As described above, according to the display panel driving apparatus of the present invention, the first boost voltage V1 is supplied to the dot-matrix driver 22 by the first DC-DC converter 41 using a coil boosting method suitable to a higher driving power, and the second boost voltage V2 is supplied to the icon driver 21 by the second DC-DC converter 42 using a capacitor boosting method suitable to a lower driving power. Accordingly, it is possible to maximize the efficiency of a driving power and reduce power consumption of appliances. This is because a power of icon driving signals S_DM required by the icon driver 21 is lower than a power of the dot-matrix driving signals S_DM required by the dot-matrix driver 22. Such an effect according to the present invention may be more significant in appliances on which an icon area is always displayed, such as, for example, a cellular phone, etc., and increases a user's convenience as it may reduce the charging frequency of the batteries.

A structure of a display panel that may be used with the present invention is described in detail in U.S. Pat. No. 6,236,443, the contents of which are incorporated herein by reference in its entirety and therefore the detailed description thereof is omitted.

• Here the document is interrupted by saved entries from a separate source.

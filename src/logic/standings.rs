//! League table: statistics rebuilt from finished group matches.

use crate::models::{GameMatch, Stage, Team, TeamStats};
use std::cmp::Ordering;

/// Recompute every team's statistics from scratch and rank the roster.
///
/// Only finished `Group` matches count; knockout results never touch the
/// table. Ranking is points, then goal difference, then goals for. The sort
/// is stable, so teams level on all three keep their roster order.
pub fn calculate_standings(teams: &[Team], matches: &[GameMatch]) -> Vec<Team> {
    let mut table: Vec<Team> = teams
        .iter()
        .map(|t| Team {
            stats: TeamStats::default(),
            ..t.clone()
        })
        .collect();

    for m in matches
        .iter()
        .filter(|m| m.is_finished() && m.stage == Stage::Group)
    {
        let (Some(home_score), Some(away_score)) = (m.home_score, m.away_score) else {
            continue;
        };
        let home = table.iter().position(|t| t.id == m.home_team_id);
        let away = table.iter().position(|t| t.id == m.away_team_id);
        // Matches naming a team outside the roster are ignored.
        if let (Some(h), Some(a)) = (home, away) {
            table[h].stats.record(home_score, away_score);
            table[a].stats.record(away_score, home_score);
        }
    }

    table.sort_by(compare_table_rows);
    table
}

/// Ordering of two table rows: better team first.
pub fn compare_table_rows(a: &Team, b: &Team) -> Ordering {
    b.stats
        .points
        .cmp(&a.stats.points)
        .then_with(|| b.stats.gd.cmp(&a.stats.gd))
        .then_with(|| b.stats.gf.cmp(&a.stats.gf))
}

/// Group labels in the order they are first seen on the roster.
pub fn group_labels(teams: &[Team]) -> Vec<String> {
    let mut labels: Vec<String> = Vec::new();
    for group in teams.iter().filter_map(|t| t.group.as_ref()) {
        if !labels.contains(group) {
            labels.push(group.clone());
        }
    }
    labels
}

While the present invention has been particularly shown and described with reference to exemplary embodiments thereof, it will be understood by those of ordinary skill in the art that various changes in form and details may be made therein without departing from the spirit and scope of the present invention as defined by the following claims.

Claims

1. An apparatus for driving a display panel, the display panel including an icon area on which icons are displayed, where predetermined icons are displayed according to input icon data, and an dot-matrix area on which changeable images are displayed according to input dot-matrix data, the apparatus comprising:

a main display controller, which divides input image data into the icon data and the dot-matrix data;

an icon display controller, which processes the icon data received from the main display controller and simultaneously outputs separate icon data and timing control signals, according to an internal arrangement of the icon area of the display panel;

a dot-matrix display controller, which processes the dot-matrix data received from the main display controller and simultaneously outputs separate dot-matrix data and timing control signals, according to an internal arrangement of the dot-matrix area of the display panel;

an icon driver, which drives the icon area of the display panel according to the separate icon data and the timing control signals received from the icon display controller;

a dot-matrix driver, which drives the dot-matrix area of the display panel according to the separate dot-matrix data and the timing control signals received from the dot-matrix display controller;

a first dc-DC converter, which boosts an input dc voltage using a coil and supplies the boosted voltage as a first boost voltage to the dot-matrix driver; and

a second dc-DC converter, which boosts the input dc voltage using a capacitor and supplies the boosted voltage as a second boost voltage to the icon driver.

2. The apparatus of claim 1, further comprising a memory, wherein the dot-matrix data output from the main display controller is stored in the memory by the dot-matrix display controller, and the separate dot-matrix data stored in the memory is read and output by the dot-matrix display controller according to the timing control signals output from the dot-matrix display controller.